• [Description of the task]
Search the material for the string "rings" and reply with how many lines contain it, nothing else.

• [Listed entries]
use geo::{Area, BooleanOps, Contains, Coord, LineString, MultiPolygon, Polygon};

use crate::geom::path::Path;
use crate::geom::point::Point;
use crate::geom::units::{Length, PositiveLength, UnsignedLength};

// Regions below this area (in square nanometres) are boolean-op debris, not
// geometry; they are treated as empty.
const SLIVER_AREA: f64 = 1.0;

// A set of planar polygons with holes. The algebra runs on f64 coordinates
// that carry nanometre values exactly (board extents stay far below 2^53);
// paths entering and leaving the set are integer nanometres.
#[derive(Debug, Clone)]
pub struct PolygonSet {
    mp: MultiPolygon<f64>,
}

impl Default for PolygonSet {
    fn default() -> Self {
        Self::empty()
    }
}

impl PolygonSet {
    pub fn empty() -> Self {
        Self { mp: MultiPolygon(Vec::new()) }
    }

    // Fills a closed path. Arcs are flattened within tol; degenerate rings
    // (under three distinct vertices or sliver area) yield the empty set.
    pub fn from_closed_path(path: &Path, tol: UnsignedLength) -> Self {
        let flat = path.flattened(tol);
        let mut coords: Vec<Coord<f64>> = Vec::with_capacity(flat.len());
        for p in flat.positions() {
            let c = Coord { x: p.fx(), y: p.fy() };
            if coords.last() != Some(&c) {
                coords.push(c);
            }
        }
        if coords.first() == coords.last() {
            coords.pop();
        }
        if coords.len() < 3 {
            return Self::empty();
        }
        if ring_signed_area(&coords) < 0.0 {
            coords.reverse();
        }
        if ring_signed_area(&coords) < SLIVER_AREA {
            return Self::empty();
        }
        coords.push(coords[0]);
        Self { mp: MultiPolygon(vec![Polygon::new(LineString(coords), Vec::new())]) }
    }

    // Fills the stroked outline of a path: the union of one region per
    // segment (obround / washer slice), radius width/2.
    pub fn stroke(path: &Path, width: PositiveLength, tol: UnsignedLength) -> Self {
        Self::union_all(
            path.to_outline_strokes(width, tol)
                .iter()
                .map(|p| Self::from_closed_path(p, tol))
                .collect(),
        )
    }

    pub fn is_empty(&self) -> bool {
        self.mp.0.is_empty() || self.mp.unsigned_area() < SLIVER_AREA
    }

    pub fn area(&self) -> f64 {
        self.mp.unsigned_area()
    }

    // Count of distinct filled regions (outer rings).
    pub fn region_count(&self) -> usize {
        self.mp.0.iter().filter(|p| p.unsigned_area() >= SLIVER_AREA).count()
    }

    // The empty set is the unit of union.
    pub fn unite(&self, o: &PolygonSet) -> PolygonSet {
        if self.is_empty() {
            return o.clone();
        }
        if o.is_empty() {
            return self.clone();
        }
        Self { mp: self.mp.union(&o.mp) }
    }

    // The empty set absorbs intersection.
    pub fn intersect(&self, o: &PolygonSet) -> PolygonSet {
        if self.is_empty() || o.is_empty() {
            return Self::empty();
        }
        Self { mp: self.mp.intersection(&o.mp) }
    }

    pub fn subtract(&self, o: &PolygonSet) -> PolygonSet {
        if self.is_empty() || o.is_empty() {
            return self.clone();
        }
        Self { mp: self.mp.difference(&o.mp) }
    }

    // Balanced pairwise merge; deterministic in the input order.
    pub fn union_all(mut sets: Vec<PolygonSet>) -> PolygonSet {
        sets.retain(|s| !s.is_empty());
        if sets.is_empty() {
            return Self::empty();
        }
        while sets.len() > 1 {
            let mut next = Vec::with_capacity(sets.len() / 2 + 1);
            let mut it = sets.into_iter();
            while let Some(a) = it.next() {
                match it.next() {
                    Some(b) => next.push(a.unite(&b)),
                    None => next.push(a),
                }
            }
            sets = next;
        }
        sets.pop().unwrap_or_else(Self::empty)
    }

    // Minkowski sum with a disc of signed radius delta. Positive offsets
    // grow the set by a band swept along the boundary; negative offsets
    // erode by subtracting that band, which equals erosion by the disc for
    // bounded sets. Round corners are approximated within tol.
    pub fn offset(&self, delta: Length, tol: UnsignedLength) -> PolygonSet {
        if self.is_empty() || delta.is_zero() {
            return self.clone();
        }
        let r = delta.abs().to_nm() as f64;
        let band = Self { mp: MultiPolygon(self.boundary_band(r, tol)) };
        if delta.to_nm() > 0 {
            self.unite(&band)
        } else {
            self.subtract(&band)
        }
    }

    fn boundary_band(&self, r: f64, tol: UnsignedLength) -> Vec<Polygon<f64>> {
        let mut capsules = Vec::new();
        for poly in &self.mp.0 {
            for ring in std::iter::once(poly.exterior()).chain(poly.interiors()) {
                for w in ring.0.windows(2) {
                    capsules.push(capsule_ring(w[0], w[1], r, tol));
                }
            }
        }
        // Merge through the set machinery to keep one deterministic path.
        let sets = capsules
            .into_iter()
            .map(|p| Self { mp: MultiPolygon(vec![p]) })
            .collect::<Vec<_>>();
        Self::union_all(sets).mp.0
    }

    // All boundary rings as closed counterclockwise paths, nesting and hole
    // roles discarded. Used where an overlap area gets reported.
    pub fn outlines(&self) -> Vec<Path> {
        let mut out = Vec::new();
        for poly in &self.mp.0 {
            for ring in std::iter::once(poly.exterior()).chain(poly.interiors()) {
                if let Some(p) = ring_to_path(ring, false) {
                    out.push(p);
                }
            }
        }
        out
    }

    // Boundary rings with roles kept: outer rings counterclockwise, holes
    // clockwise.
    pub fn rings(&self) -> Vec<Path> {
        let mut out = Vec::new();
        for poly in &self.mp.0 {
            if let Some(p) = ring_to_path(poly.exterior(), false) {
                out.push(p);
            }
            for ring in poly.interiors() {
                if let Some(p) = ring_to_path(ring, true) {
                    out.push(p);
                }
            }
        }
        out
    }

    pub fn contains_point(&self, p: Point) -> bool {
        self.mp.contains(&geo::Point::new(p.fx(), p.fy()))
    }
}

fn ring_signed_area(coords: &[Coord<f64>]) -> f64 {
    let n = coords.len();
    let mut acc = 0.0;
    for i in 0..n {
        let a = coords[i];
        let b = coords[(i + 1) % n];
        acc += a.x * b.y - a.y * b.x;
    }
    acc / 2.0
}

fn ring_to_path(ring: &LineString<f64>, clockwise: bool) -> Option<Path> {
    let mut coords: Vec<Coord<f64>> = ring.0.clone();
    if coords.first() == coords.last() {
        coords.pop();
    }
    if coords.len() < 3 || ring_signed_area(&coords).abs() < SLIVER_AREA {
        return None;
    }
    if (ring_signed_area(&coords) < 0.0) != clockwise {
        coords.reverse();
    }
    let mut pts: Vec<Point> =
        coords.iter().map(|c| Point::from_f64(c.x, c.y)).collect();
    pts.push(pts[0]);
    pts.dedup();
    Some(Path::from_points(&pts))
}

fn circle_segments(r: f64, tol: UnsignedLength) -> usize {
    let tol = (tol.to_nm() as f64).max(1.0);
    let step = 2.0 * (1.0 - tol / r).clamp(-1.0, 1.0).acos();
    if step <= 0.0 {
        return 8;
    }
    ((std::f64::consts::TAU / step).ceil() as usize).clamp(8, 4096)
}

// Capsule around the segment a..b, radius r, as a counterclockwise ring.
fn capsule_ring(a: Coord<f64>, b: Coord<f64>, r: f64, tol: UnsignedLength) -> Polygon<f64> {
    let (dx, dy) = (b.x - a.x, b.y - a.y);
    let l = dx.hypot(dy);
    if l <= 0.0 {
        return circle_polygon(a, r, tol);
    }
    let base = dy.atan2(dx);
    let n = circle_segments(r, tol) / 2;
    let mut coords = Vec::with_capacity(2 * n + 3);
    // Cap around b from -90 to +90 degrees relative to the direction, then
    // cap around a on the far side.
    for i in 0..=n {
        let ang = base - std::f64::consts::FRAC_PI_2
            + std::f64::consts::PI * (i as f64) / (n as f64);
        coords.push(Coord { x: b.x + r * ang.cos(), y: b.y + r * ang.sin() });
    }
    for i in 0..=n {
        let ang = base + std::f64::consts::FRAC_PI_2
            + std::f64::consts::PI * (i as f64) / (n as f64);
        coords.push(Coord { x: a.x + r * ang.cos(), y: a.y + r * ang.sin() });
    }
    coords.push(coords[0]);
    Polygon::new(LineString(coords), Vec::new())
}

fn circle_polygon(c: Coord<f64>, r: f64, tol: UnsignedLength) -> Polygon<f64> {
    let n = circle_segments(r, tol);
    let mut coords = Vec::with_capacity(n + 1);
    for i in 0..n {
        let ang = std::f64::consts::TAU * (i as f64) / (n as f64);
        coords.push(Coord { x: c.x + r * ang.cos(), y: c.y + r * ang.sin() });
    }
    coords.push(coords[0]);
    Polygon::new(LineString(coords), Vec::new())
}

#[cfg(test)]
mod tests {
    use super::*;
    use crate::geom::{pt, MAX_ARC_TOLERANCE};

    fn rect(l: i64, b: i64, r: i64, t: i64) -> PolygonSet {
        let p = Path::from_points(&[pt(l, b), pt(r, b), pt(r, t), pt(l, t), pt(l, b)]);
        PolygonSet::from_closed_path(&p, MAX_ARC_TOLERANCE)
    }

    #[test]
    fn test_empty_identities() {
        let a = rect(0, 0, 1_000_000, 1_000_000);
        let e = PolygonSet::empty();
        assert!(e.is_empty());
        assert!(!a.unite(&e).is_empty());
        assert!(e.intersect(&a).is_empty());
        assert!(a.intersect(&e).is_empty());
        assert!(e.subtract(&a).is_empty());
        assert!((a.subtract(&e).area() - a.area()).abs() < 1.0);
    }

    #[test]
    fn test_union_merges_overlap() {
        let a = rect(0, 0, 2_000_000, 1_000_000);
        let b = rect(1_000_000, 0, 3_000_000, 1_000_000);
        let u = a.unite(&b);
        assert_eq!(u.region_count(), 1);
        assert!((u.area() - 3e6 * 1e6).abs() < 1e6);
    }

    #[test]
    fn test_union_keeps_disjoint_regions() {
        let a = rect(0, 0, 1_000_000, 1_000_000);
        let b = rect(5_000_000, 0, 6_000_000, 1_000_000);
        assert_eq!(a.unite(&b).region_count(), 2);
    }

    #[test]
    fn test_intersect_and_subtract() {
        let a = rect(0, 0, 2_000_000, 2_000_000);
        let b = rect(1_000_000, 0, 3_000_000, 2_000_000);
        let i = a.intersect(&b);
        assert!((i.area() - 1e6 * 2e6).abs() < 1e6);
        let d = a.subtract(&b);
        assert!((d.area() - 1e6 * 2e6).abs() < 1e6);
        let far = rect(9_000_000, 9_000_000, 9_500_000, 9_500_000);
        assert!(a.intersect(&far).is_empty());
    }

    #[test]
    fn test_subtract_can_cut_holes() {
        let outer = rect(0, 0, 4_000_000, 4_000_000);
        let inner = rect(1_000_000, 1_000_000, 3_000_000, 3_000_000);
        let holed = outer.subtract(&inner);
        assert_eq!(holed.region_count(), 1);
        assert_eq!(holed.rings().len(), 2);
        // outlines() flattens the hole into a plain ring.
        assert_eq!(holed.outlines().len(), 2);
        assert!(!holed.contains_point(pt(2_000_000, 2_000_000)));
        assert!(holed.contains_point(pt(500_000, 500_000)));
    }

    #[test]
    fn test_offset_grow_and_shrink() {
        let a = rect(0, 0, 2_000_000, 2_000_000);
        let grown = a.offset(Length::nm(500_000), MAX_ARC_TOLERANCE);
        assert!(grown.area() > a.area());
        assert!(grown.contains_point(pt(-400_000, 1_000_000)));
        let shrunk = a.offset(Length::nm(-500_000), MAX_ARC_TOLERANCE);
        assert!(shrunk.area() < a.area());
        assert!(!shrunk.contains_point(pt(250_000, 1_000_000)));
        assert!(shrunk.contains_point(pt(1_000_000, 1_000_000)));
        // Eroding past the half width empties the set.
        assert!(a.offset(Length::nm(-1_100_000), MAX_ARC_TOLERANCE).is_empty());
    }

    #[test]
    fn test_stroke_obround_area() {
        let p = Path::line(pt(0, 0), pt(10_000_000, 0));
        let s = PolygonSet::stroke(&p, PositiveLength::nm(200_000), MAX_ARC_TOLERANCE);
        // Obround area: l*w + pi*(w/2)^2, within flattening tolerance.
        let expect = 10e6 * 200e3 + std::f64::consts::PI * 100e3 * 100e3;
        assert!((s.area() - expect).abs() / expect < 0.01);
    }

    #[test]
    fn test_from_degenerate_path_is_empty() {
        assert!(PolygonSet::from_closed_path(&Path::from_points(&[pt(0, 0)]), MAX_ARC_TOLERANCE)
            .is_empty());
        let line = Path::from_points(&[pt(0, 0), pt(1_000, 0), pt(0, 0)]);
        assert!(PolygonSet::from_closed_path(&line, MAX_ARC_TOLERANCE).is_empty());
    }

    #[test]
    fn test_circle_path_area() {
        let c = Path::circle(pt(0, 0), PositiveLength::nm(1_000_000));
        let s = PolygonSet::from_closed_path(&c, MAX_ARC_TOLERANCE);
        let expect = std::f64::consts::PI * 500e3 * 500e3;
        assert!((s.area() - expect).abs() / expect < 0.02);
        assert!(s.contains_point(pt(0, 0)));
        assert!(!s.contains_point(pt(600_000, 0)));
    }
}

• [Exercise result]
6